Doug Hintze, manager of the EM Los Alamos Field Office, and Randy Erickson, associate director for environmental programs at Los Alamos National Laboratory, explained the changes that led to advancements in treating remediated nitrate salt drums. Workers have treated more than half of the 60 drums so far.

Hintze said he’d be remiss if he didn’t acknowledge the hundreds of workers critical to improvements.

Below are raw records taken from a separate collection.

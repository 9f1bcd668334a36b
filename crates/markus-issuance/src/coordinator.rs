//! Race-safe, at-most-once certificate issuance.
//!
//! ## Protocol
//!
//! 1. Look up the record for `(roll_no, event)`. Missing means
//!    [`IssueError::NotFound`]; blocked means [`IssueError::Suppressed`],
//!    even when a URL already exists.
//! 2. A stored URL is returned as-is.
//! 3. Otherwise try to claim the record with a guarded update on its
//!    `generating` flag. Exactly one caller wins.
//! 4. The winner renders, uploads, persists the URL and releases the claim.
//!    This runs in a spawned task, so a caller that goes away does not
//!    cancel it, and a [`ClaimGuard`] releases the claim if the task is torn
//!    down early.
//! 5. Losers poll the store until the URL appears, the claim is released
//!    without one, or the attempts run out.

use std::path::PathBuf;
use std::sync::Arc;
use std::time::Duration;

use tracing::{Instrument, debug, info, warn};

use markus_core::observability::issuance_span;
use markus_core::participant::ParticipantRecord;
use markus_core::roll::normalize_roll;
use markus_core::store::ParticipantStore;
use markus_core::upload::UploadGateway;

use crate::error::IssueError;
use crate::renderer::{ArtifactRenderer, CertificateRequest};

/// Polling and back-off settings.
#[derive(Debug, Clone, Copy, PartialEq, Eq)]
pub struct IssuancePolicy {
    /// Delay between loser polls.
    pub poll_interval: Duration,
    /// Number of polls before giving up.
    pub max_attempts: u32,
    /// Back-off suggested to clients on [`IssueError::InProgress`].
    pub retry_after: Duration,
}

impl Default for IssuancePolicy {
    fn default() -> Self {
        Self {
            poll_interval: Duration::from_secs(1),
            max_attempts: 15,
            retry_after: Duration::from_secs(5),
        }
    }
}

/// A successful issuance and how it was obtained.
#[derive(Debug, Clone, PartialEq, Eq)]
pub enum Issued {
    /// The URL was already stored.
    Existing(String),
    /// This call rendered and uploaded the certificate.
    Generated(String),
    /// Another caller generated it while this one waited.
    Awaited(String),
}

impl Issued {
    /// The certificate URL.
    #[must_use]
    pub fn url(&self) -> &str {
        match self {
            Self::Existing(url) | Self::Generated(url) | Self::Awaited(url) => url,
        }
    }

    /// Consumes the outcome, returning the URL.
    #[must_use]
    pub fn into_url(self) -> String {
        match self {
            Self::Existing(url) | Self::Generated(url) | Self::Awaited(url) => url,
        }
    }

    /// Short label for logs and metrics.
    #[must_use]
    pub const fn kind(&self) -> &'static str {
        match self {
            Self::Existing(_) => "existing",
            Self::Generated(_) => "generated",
            Self::Awaited(_) => "awaited",
        }
    }
}

/// Releases a generation claim.
///
/// Call [`ClaimGuard::release`] explicitly. If the guard is dropped without
/// it (task aborted, panic), a best-effort release is spawned on the current
/// runtime; without a runtime the startup sweep clears the flag instead.
#[derive(Debug)]
pub struct ClaimGuard {
    store: ParticipantStore,
    id: i64,
    released: bool,
}

impl ClaimGuard {
    fn new(store: ParticipantStore, id: i64) -> Self {
        Self {
            store,
            id,
            released: false,
        }
    }

    /// Clears the claim flag.
    ///
    /// # Errors
    ///
    /// Returns an error if the store update fails.
    pub async fn release(mut self) -> Result<(), IssueError> {
        self.released = true;
        let id = self.id;
        self.store.run(move |store| store.release_claim(id)).await?;
        Ok(())
    }
}

impl Drop for ClaimGuard {
    fn drop(&mut self) {
        if self.released {
            return;
        }
        let Ok(handle) = tokio::runtime::Handle::try_current() else {
            return;
        };
        let store = self.store.clone();
        let id = self.id;
        warn!(record_id = id, "claim dropped without release; releasing in background");
        handle.spawn_blocking(move || {
            if let Err(err) = store.release_claim(id) {
                warn!(record_id = id, error = %err, "background claim release failed");
            }
        });
    }
}

/// Coordinates certificate issuance over the participant store.
#[derive(Clone)]
pub struct IssuanceCoordinator {
    store: ParticipantStore,
    renderer: Arc<dyn ArtifactRenderer>,
    uploader: Arc<dyn UploadGateway>,
    policy: IssuancePolicy,
}

impl std::fmt::Debug for IssuanceCoordinator {
    fn fmt(&self, f: &mut std::fmt::Formatter<'_>) -> std::fmt::Result {
        f.debug_struct("IssuanceCoordinator")
            .field("store", &self.store)
            .field("policy", &self.policy)
            .finish_non_exhaustive()
    }
}

impl IssuanceCoordinator {
    /// Creates a coordinator with the default policy.
    #[must_use]
    pub fn new(
        store: ParticipantStore,
        renderer: Arc<dyn ArtifactRenderer>,
        uploader: Arc<dyn UploadGateway>,
    ) -> Self {
        Self {
            store,
            renderer,
            uploader,
            policy: IssuancePolicy::default(),
        }
    }

    /// Replaces the polling policy.
    #[must_use]
    pub fn with_policy(mut self, policy: IssuancePolicy) -> Self {
        self.policy = policy;
        self
    }

    /// The active policy.
    #[must_use]
    pub fn policy(&self) -> IssuancePolicy {
        self.policy
    }

    /// The underlying store.
    #[must_use]
    pub fn store(&self) -> &ParticipantStore {
        &self.store
    }

    /// Issues the certificate for `(roll_no, event)`.
    ///
    /// # Errors
    ///
    /// See [`IssueError`] for the outcome taxonomy.
    pub async fn issue(&self, roll_no: &str, event: &str) -> Result<Issued, IssueError> {
        let roll_no = normalize_roll(roll_no);
        let event = event.trim().to_string();
        let span = issuance_span(&roll_no, &event);
        let result = self.issue_inner(roll_no, event).instrument(span).await;
        match &result {
            Ok(issued) => {
                metrics::counter!("markus_issuance_total", "outcome" => issued.kind()).increment(1);
            }
            Err(err) => {
                metrics::counter!("markus_issuance_total", "outcome" => error_label(err))
                    .increment(1);
            }
        }
        result
    }

    async fn issue_inner(&self, roll_no: String, event: String) -> Result<Issued, IssueError> {
        let record = self.lookup(&roll_no, &event).await?;
        if record.blocked {
            return Err(IssueError::Suppressed { roll_no, event });
        }
        if let Some(url) = record.cert_url {
            return Ok(Issued::Existing(url));
        }

        let id = record.id;
        let won = self.store.run(move |store| store.try_claim(id)).await?;
        if !won {
            debug!(record_id = id, "claim held elsewhere; waiting");
            return self.wait_for_url(roll_no, event).await;
        }

        info!(record_id = id, "claim won; generating certificate");
        let worker = self.clone();
        let handle = tokio::spawn(
            async move { worker.generate(record).await }.instrument(tracing::Span::current()),
        );
        match handle.await {
            Ok(result) => result.map(Issued::Generated),
            Err(err) => Err(IssueError::Task(err.to_string())),
        }
    }

    async fn lookup(&self, roll_no: &str, event: &str) -> Result<ParticipantRecord, IssueError> {
        let (roll, ev) = (roll_no.to_string(), event.to_string());
        self.store
            .run(move |store| store.find_record(&roll, &ev))
            .await?
            .ok_or_else(|| IssueError::NotFound {
                roll_no: roll_no.to_string(),
                event: event.to_string(),
            })
    }

    /// Winner path. Holds the claim for its whole duration.
    async fn generate(&self, record: ParticipantRecord) -> Result<String, IssueError> {
        let guard = ClaimGuard::new(self.store.clone(), record.id);
        let result = self.render_and_upload(&record).await;
        if let Err(err) = &result {
            warn!(record_id = record.id, error = %err, "certificate generation failed");
        }
        if let Err(err) = guard.release().await {
            warn!(record_id = record.id, error = %err, "claim release failed");
        }
        result
    }

    async fn render_and_upload(&self, record: &ParticipantRecord) -> Result<String, IssueError> {
        let request = CertificateRequest::from_record(record);
        let renderer = Arc::clone(&self.renderer);
        let path: PathBuf = tokio::task::spawn_blocking(move || renderer.render(&request))
            .await
            .map_err(|e| IssueError::Task(e.to_string()))??;

        let url = self.uploader.upload(&path).await?;

        let (id, roll, event, stored) = (
            record.id,
            record.roll_no.clone(),
            record.event.clone(),
            url.clone(),
        );
        let updated = self
            .store
            .run(move |store| store.complete_claim(id, &roll, &event, &stored))
            .await?;
        info!(record_id = record.id, rows = updated, url = %url, "certificate issued");
        Ok(url)
    }

    /// Loser path.
    async fn wait_for_url(&self, roll_no: String, event: String) -> Result<Issued, IssueError> {
        let in_progress = IssueError::InProgress {
            retry_after: self.policy.retry_after,
        };
        for attempt in 1..=self.policy.max_attempts {
            tokio::time::sleep(self.policy.poll_interval).await;
            let record = self.lookup(&roll_no, &event).await?;
            if record.blocked {
                return Err(IssueError::Suppressed { roll_no, event });
            }
            if let Some(url) = record.cert_url {
                debug!(attempt, "certificate appeared while waiting");
                return Ok(Issued::Awaited(url));
            }
            if !record.generating {
                debug!(attempt, "claim released without a certificate");
                return Err(in_progress);
            }
        }
        debug!(attempts = self.policy.max_attempts, "gave up waiting for claim holder");
        Err(in_progress)
    }
}

fn error_label(err: &IssueError) -> &'static str {
    match err {
        IssueError::NotFound { .. } => "not_found",
        IssueError::Suppressed { .. } => "suppressed",
        IssueError::InProgress { .. } => "in_progress",
        IssueError::Render(_) => "render_error",
        IssueError::Upload(_) => "upload_error",
        IssueError::Store(_) => "store_error",
        IssueError::Task(_) => "task_error",
    }
}

#[cfg(test)]
mod tests {
    use super::*;

    #[test]
    fn issued_exposes_url_and_kind() {
        let issued = Issued::Awaited("https://x/y.png".to_string());
        assert_eq!(issued.url(), "https://x/y.png");
        assert_eq!(issued.kind(), "awaited");
        assert_eq!(issued.into_url(), "https://x/y.png");
    }

    #[test]
    fn default_policy_polls_once_per_second_fifteen_times() {
        let policy = IssuancePolicy::default();
        assert_eq!(policy.poll_interval, Duration::from_secs(1));
        assert_eq!(policy.max_attempts, 15);
    }

    #[test]
    fn error_labels_are_distinct() {
        let labels = [
            error_label(&IssueError::NotFound {
                roll_no: String::new(),
                event: String::new(),
            }),
            error_label(&IssueError::Suppressed {
                roll_no: String::new(),
                event: String::new(),
            }),
            error_label(&IssueError::InProgress {
                retry_after: Duration::ZERO,
            }),
            error_label(&IssueError::Task(String::new())),
        ];
        let unique: std::collections::HashSet<_> = labels.iter().collect();
        assert_eq!(unique.len(), labels.len());
    }
}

“These people wanted to make it right so they did step up and take that accountability," he said.

After a drum of remediated nitrate salts ruptured at WIPP in 2014, contributing to the facility’s suspension of operations until earlier this year, the Accident Investigation Board ordered full-scale drum testing. That testing provided insight to improve safety, such as the need to manage pressure inside the drums, according to Erickson.

“We did implement some pressure relief devices as a result of those full-scale drum tests," he said.

Erickson attributed project progress to a “very strong and effective collaboration" between EM and the National Nuclear Security Administration and a “wealth of technical expertise" provided by EM headquarters.

Hintze reflected on other lessons learned, including the importance of peer reviews, clear expectations for stakeholders, respect for all project partners, and the need to “go slow to speed up."

That means work stops when an operator raises a hand after seeing something unexpected.

“Schedule is not important," Hintze said. “Remediating this risk, eliminating the hazard, is the number one thing."

Portsmouth’s X-326 Process Building

For Portsmouth, success means deactivating the X-326 Gaseous Diffusion Process Building, according to Robert Edwards, manager of EM’s Portsmouth/Paducah Project Office.

Demolishing the estimated 2.5-million-square-foot facility, one of three process buildings on the site, will create the “first major skyline change at Portsmouth," he said.

“Getting there wasn’t that easy," Roberts added, emphasizing the benefits of lessons learned from Oak Ridge’s ETTP D&D.

Dennis Carr, site director for contractor Fluor-BWXT Portsmouth, said transitioning the site from commercial nuclear power operations to D&D while adopting DOE’s Integrated Safety Management System and work planning proved challenging.

“I think now there is a very vibrant and very effective safety culture at the facility," Carr said. “We’ve gone all year without a recordable injury."

Early on, the project underestimated the need for nondestructive assay (NDA), which measures the quantities of uranium in pipes and equipment, Carr said.

“Now we have met those needs," Carr said, noting the site’s trained and qualified 250-person NDA organization that has taken more than 1.1 million of the required 1.3 million NDA measurements.

Carr also discussed progress toward building the 5-million-cubic-yard Onsite Waste Disposal Facility.

“We are at the field mobilized today, excavating soil at a pretty blistering rate," he said. “Our objective is first waste placement by the end of calendar year 2020 before we have to shut down for the winter freeze. I’d love to beat that."